Data records:
--

use std::fmt::Write as _;

use colored::Colorize;
use tabled::{Table, Tabled};

use crate::client::types::ShowWorkflowDetail;
use crate::output::table::apply_table_style;

#[derive(Tabled)]
struct ParameterRow {
    #[tabled(rename = "PARAMETER")]
    parameter: String,
    #[tabled(rename = "VALUE")]
    value: String,
}

/// Workflow parameters as a two-column table, sorted by parameter name.
pub fn render_workflow(detail: &ShowWorkflowDetail) -> String {
    let mut out = String::new();
    let _ = writeln!(out, "{} {}", "cluster:".bold(), detail.cluster_name);

    if detail.parameters.is_empty() {
        let _ = writeln!(out, "No workflow parameters found.");
        return out;
    }

    let rows: Vec<ParameterRow> = detail
        .parameters
        .iter()
        .map(|(parameter, value)| ParameterRow {
            parameter: parameter.clone(),
            value: value.clone(),
        })
        .collect();

    let mut table = Table::new(&rows);
    apply_table_style(&mut table);
    let _ = writeln!(out, "{}", table);
    out
}
use tabled::Table;
use tabled::settings::object::Columns;
use tabled::settings::themes::Theme;
use tabled::settings::{Modify, Padding, Style};

/// kubectl-style table: no borders, two spaces between columns.
pub fn apply_table_style(table: &mut Table) {
    let mut theme = Theme::from_style(Style::empty());
    theme.remove_horizontal_lines();
    table.with(theme);
    table.with(Modify::new(Columns::new(..)).with(Padding::new(0, 2, 0, 0)));
}
//! Text rendering of a namespace status report.

use std::fmt::Write as _;

use colored::Colorize;
use tabled::{Table, Tabled};

use crate::output::table::apply_table_style;
use crate::status::StatusReport;

const LABEL_WIDTH: usize = 24;

#[derive(Tabled)]
struct ImageRow {
    #[tabled(rename = "COUNT")]
    count: usize,
    #[tabled(rename = "IMAGE")]
    image: String,
}

#[derive(Tabled)]
struct LabelRow {
    #[tabled(rename = "COUNT")]
    count: usize,
    #[tabled(rename = "LABEL")]
    label: String,
}

/// Render the report for `namespace`.
///
/// Images are listed by count, then name. Only labels shared by more than
/// one deployment are shown.
pub fn render_status(namespace: &str, report: &StatusReport) -> String {
    let mut out = String::new();

    let _ = writeln!(out, "{} {}", "Namespace:".bold(), namespace);
    let _ = writeln!(out);
    field(&mut out, "Operator Start:", &report.operator_start_time);
    field(&mut out, "Databases:", &report.num_databases.to_string());
    field(&mut out, "Backups:", &report.num_backups.to_string());
    field(&mut out, "Claims:", &report.num_claims.to_string());
    field(&mut out, "Total Volume Size:", &report.volume_cap);

    let mut images: Vec<(&String, &usize)> = report.db_tags.iter().collect();
    images.sort_by(|a, b| b.1.cmp(a.1).then_with(|| a.0.cmp(b.0)));
    section(&mut out, "Database Images:");
    if images.is_empty() {
        let _ = writeln!(out, "  none");
    } else {
        let rows: Vec<ImageRow> = images
            .into_iter()
            .map(|(image, count)| ImageRow {
                count: *count,
                image: image.clone(),
            })
            .collect();
        push_table(&mut out, Table::new(&rows));
    }

    section(&mut out, "Databases Not Ready:");
    if report.not_ready.is_empty() {
        let _ = writeln!(out, "  none");
    } else {
        for name in &report.not_ready {
            let _ = writeln!(out, "  {}", name.red());
        }
    }

    section(&mut out, "Nodes:");
    if report.nodes.is_empty() {
        let _ = writeln!(out, "  none");
    }
    for node in &report.nodes {
        let status = if node.status == "Ready" {
            node.status.green().to_string()
        } else {
            node.status.yellow().to_string()
        };
        let _ = writeln!(out, "  {}", node.name.bold());
        let _ = writeln!(out, "    Status: {}", status);
        let _ = writeln!(out, "    Labels:");
        for (key, value) in &node.labels {
            let _ = writeln!(out, "      {}={}", key, value);
        }
    }

    let shared: Vec<LabelRow> = report
        .labels
        .iter()
        .filter(|kv| kv.value > 1)
        .map(|kv| LabelRow {
            count: kv.value,
            label: kv.key.clone(),
        })
        .collect();
    section(&mut out, "Labels (count > 1):");
    if shared.is_empty() {
        let _ = writeln!(out, "  none");
    } else {
        push_table(&mut out, Table::new(&shared));
    }

    out
}

fn field(out: &mut String, label: &str, value: &str) {
    let _ = writeln!(out, "{:<width$}{}", label, value, width = LABEL_WIDTH);
}

fn section(out: &mut String, title: &str) {
    let _ = writeln!(out);
    let _ = writeln!(out, "{}", title.bold());
}

fn push_table(out: &mut String, mut table: Table) {
    apply_table_style(&mut table);
    for line in table.to_string().lines() {
        let _ = writeln!(out, "  {}", line.trim_end());
    }
}

#[cfg(test)]
mod tests {
    use std::collections::BTreeMap;

    use super::*;
    use crate::status::{KeyValue, NodeInfo};

    fn sample() -> StatusReport {
        StatusReport {
            operator_start_time: "2024-05-01T10:00:00Z".to_string(),
            num_backups: 2,
            num_claims: 2,
            num_databases: 2,
            volume_cap: "8Gi".to_string(),
            db_tags: BTreeMap::from([
                ("crunchy-postgres:13".to_string(), 1),
                ("crunchy-pgbouncer:1".to_string(), 3),
            ]),
            not_ready: vec!["hippo-6d4f".to_string()],
            nodes: vec![NodeInfo {
                name: "worker-1".to_string(),
                status: "Ready".to_string(),
                labels: BTreeMap::from([("zone".to_string(), "a".to_string())]),
            }],
            labels: vec![
                KeyValue::new("vendor=crunchydata", 3),
                KeyValue::new("pg-cluster=hippo", 1),
            ],
        }
    }

    #[test]
    fn test_render_status_fields() {
        let text = render_status("pgo", &sample());
        assert!(text.contains("Operator Start:"));
        assert!(text.contains("2024-05-01T10:00:00Z"));
        assert!(text.contains("8Gi"));
        assert!(text.contains("hippo-6d4f"));
        assert!(text.contains("worker-1"));
        assert!(text.contains("zone=a"));
    }

    #[test]
    fn test_images_ordered_by_count() {
        let text = render_status("pgo", &sample());
        let bouncer = text.find("crunchy-pgbouncer:1").unwrap();
        let postgres = text.find("crunchy-postgres:13").unwrap();
        assert!(bouncer < postgres);
    }

    #[test]
    fn test_only_shared_labels_listed() {
        let text = render_status("pgo", &sample());
        assert!(text.contains("vendor=crunchydata"));
        assert!(!text.contains("pg-cluster=hippo"));
    }

    #[test]
    fn test_empty_report() {
        let text = render_status("pgo", &StatusReport::default());
        assert!(text.contains("Database Images:"));
        assert!(text.matches("none").count() >= 4);
    }
}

--

Exercise description — The answer must reproduce every record exactly.

Reply to the task —
use std::fmt::Write as _;

use colored::Colorize;
use tabled::{Table, Tabled};

use crate::client::types::ShowWorkflowDetail;
use crate::output::table::apply_table_style;

#[derive(Tabled)]
struct ParameterRow {
    #[tabled(rename = "PARAMETER")]
    parameter: String,
    #[tabled(rename = "VALUE")]
    value: String,
}

/// Workflow parameters as a two-column table, sorted by parameter name.
pub fn render_workflow(detail: &ShowWorkflowDetail) -> String {
    let mut out = String::new();
    let _ = writeln!(out, "{} {}", "cluster:".bold(), detail.cluster_name);

    if detail.parameters.is_empty() {
        let _ = writeln!(out, "No workflow parameters found.");
        return out;
    }

    let rows: Vec<ParameterRow> = detail
        .parameters
        .iter()
        .map(|(parameter, value)| ParameterRow {
            parameter: parameter.clone(),
            value: value.clone(),
        })
        .collect();

    let mut table = Table::new(&rows);
    apply_table_style(&mut table);
    let _ = writeln!(out, "{}", table);
    out
}
use tabled::Table;
use tabled::settings::object::Columns;
use tabled::settings::themes::Theme;
use tabled::settings::{Modify, Padding, Style};

/// kubectl-style table: no borders, two spaces between columns.
pub fn apply_table_style(table: &mut Table) {
    let mut theme = Theme::from_style(Style::empty());
    theme.remove_horizontal_lines();
    table.with(theme);
    table.with(Modify::new(Columns::new(..)).with(Padding::new(0, 2, 0, 0)));
}
//! Text rendering of a namespace status report.

use std::fmt::Write as _;

use colored::Colorize;
use tabled::{Table, Tabled};

use crate::output::table::apply_table_style;
use crate::status::StatusReport;

const LABEL_WIDTH: usize = 24;

#[derive(Tabled)]
struct ImageRow {
    #[tabled(rename = "COUNT")]
    count: usize,
    #[tabled(rename = "IMAGE")]
    image: String,
}

#[derive(Tabled)]
struct LabelRow {
    #[tabled(rename = "COUNT")]
    count: usize,
    #[tabled(rename = "LABEL")]
    label: String,
}

/// Render the report for `namespace`.
///
/// Images are listed by count, then name. Only labels shared by more than
/// one deployment are shown.
pub fn render_status(namespace: &str, report: &StatusReport) -> String {
    let mut out = String::new();

    let _ = writeln!(out, "{} {}", "Namespace:".bold(), namespace);
    let _ = writeln!(out);
    field(&mut out, "Operator Start:", &report.operator_start_time);
    field(&mut out, "Databases:", &report.num_databases.to_string());
    field(&mut out, "Backups:", &report.num_backups.to_string());
    field(&mut out, "Claims:", &report.num_claims.to_string());
    field(&mut out, "Total Volume Size:", &report.volume_cap);

    let mut images: Vec<(&String, &usize)> = report.db_tags.iter().collect();
    images.sort_by(|a, b| b.1.cmp(a.1).then_with(|| a.0.cmp(b.0)));
    section(&mut out, "Database Images:");
    if images.is_empty() {
        let _ = writeln!(out, "  none");
    } else {
        let rows: Vec<ImageRow> = images
            .into_iter()
            .map(|(image, count)| ImageRow {
                count: *count,
                image: image.clone(),
            })
            .collect();
        push_table(&mut out, Table::new(&rows));
    }

    section(&mut out, "Databases Not Ready:");
    if report.not_ready.is_empty() {
        let _ = writeln!(out, "  none");
    } else {
        for name in &report.not_ready {
            let _ = writeln!(out, "  {}", name.red());
        }
    }

    section(&mut out, "Nodes:");
    if report.nodes.is_empty() {
        let _ = writeln!(out, "  none");
    }
    for node in &report.nodes {
        let status = if node.status == "Ready" {
            node.status.green().to_string()
        } else {
            node.status.yellow().to_string()
        };
        let _ = writeln!(out, "  {}", node.name.bold());
        let _ = writeln!(out, "    Status: {}", status);
        let _ = writeln!(out, "    Labels:");
        for (key, value) in &node.labels {
            let _ = writeln!(out, "      {}={}", key, value);
        }
    }

    let shared: Vec<LabelRow> = report
        .labels
        .iter()
        .filter(|kv| kv.value > 1)
        .map(|kv| LabelRow {
            count: kv.value,
            label: kv.key.clone(),
        })
        .collect();
    section(&mut out, "Labels (count > 1):");
    if shared.is_empty() {
        let _ = writeln!(out, "  none");
    } else {
        push_table(&mut out, Table::new(&shared));
    }

    out
}

fn field(out: &mut String, label: &str, value: &str) {
    let _ = writeln!(out, "{:<width$}{}", label, value, width = LABEL_WIDTH);
}

fn section(out: &mut String, title: &str) {
    let _ = writeln!(out);
    let _ = writeln!(out, "{}", title.bold());
}

fn push_table(out: &mut String, mut table: Table) {
    apply_table_style(&mut table);
    for line in table.to_string().lines() {
        let _ = writeln!(out, "  {}", line.trim_end());
    }
}

#[cfg(test)]
mod tests {
    use std::collections::BTreeMap;

    use super::*;
    use crate::status::{KeyValue, NodeInfo};

    fn sample() -> StatusReport {
        StatusReport {
            operator_start_time: "2024-05-01T10:00:00Z".to_string(),
            num_backups: 2,
            num_claims: 2,
            num_databases: 2,
            volume_cap: "8Gi".to_string(),
            db_tags: BTreeMap::from([
                ("crunchy-postgres:13".to_string(), 1),
                ("crunchy-pgbouncer:1".to_string(), 3),
            ]),
            not_ready: vec!["hippo-6d4f".to_string()],
            nodes: vec![NodeInfo {
                name: "worker-1".to_string(),
                status: "Ready".to_string(),
                labels: BTreeMap::from([("zone".to_string(), "a".to_string())]),
            }],
            labels: vec![
                KeyValue::new("vendor=crunchydata", 3),
                KeyValue::new("pg-cluster=hippo", 1),
            ],
        }
    }

    #[test]
    fn test_render_status_fields() {
        let text = render_status("pgo", &sample());
        assert!(text.contains("Operator Start:"));
        assert!(text.contains("2024-05-01T10:00:00Z"));
        assert!(text.contains("8Gi"));
        assert!(text.contains("hippo-6d4f"));
        assert!(text.contains("worker-1"));
        assert!(text.contains("zone=a"));
    }

    #[test]
    fn test_images_ordered_by_count() {
        let text = render_status("pgo", &sample());
        let bouncer = text.find("crunchy-pgbouncer:1").unwrap();
        let postgres = text.find("crunchy-postgres:13").unwrap();
        assert!(bouncer < postgres);
    }

    #[test]
    fn test_only_shared_labels_listed() {
        let text = render_status("pgo", &sample());
        assert!(text.contains("vendor=crunchydata"));
        assert!(!text.contains("pg-cluster=hippo"));
    }

    #[test]
    fn test_empty_report() {
        let text = render_status("pgo", &StatusReport::default());
        assert!(text.contains("Database Images:"));
        assert!(text.matches("none").count() >= 4);
    }
}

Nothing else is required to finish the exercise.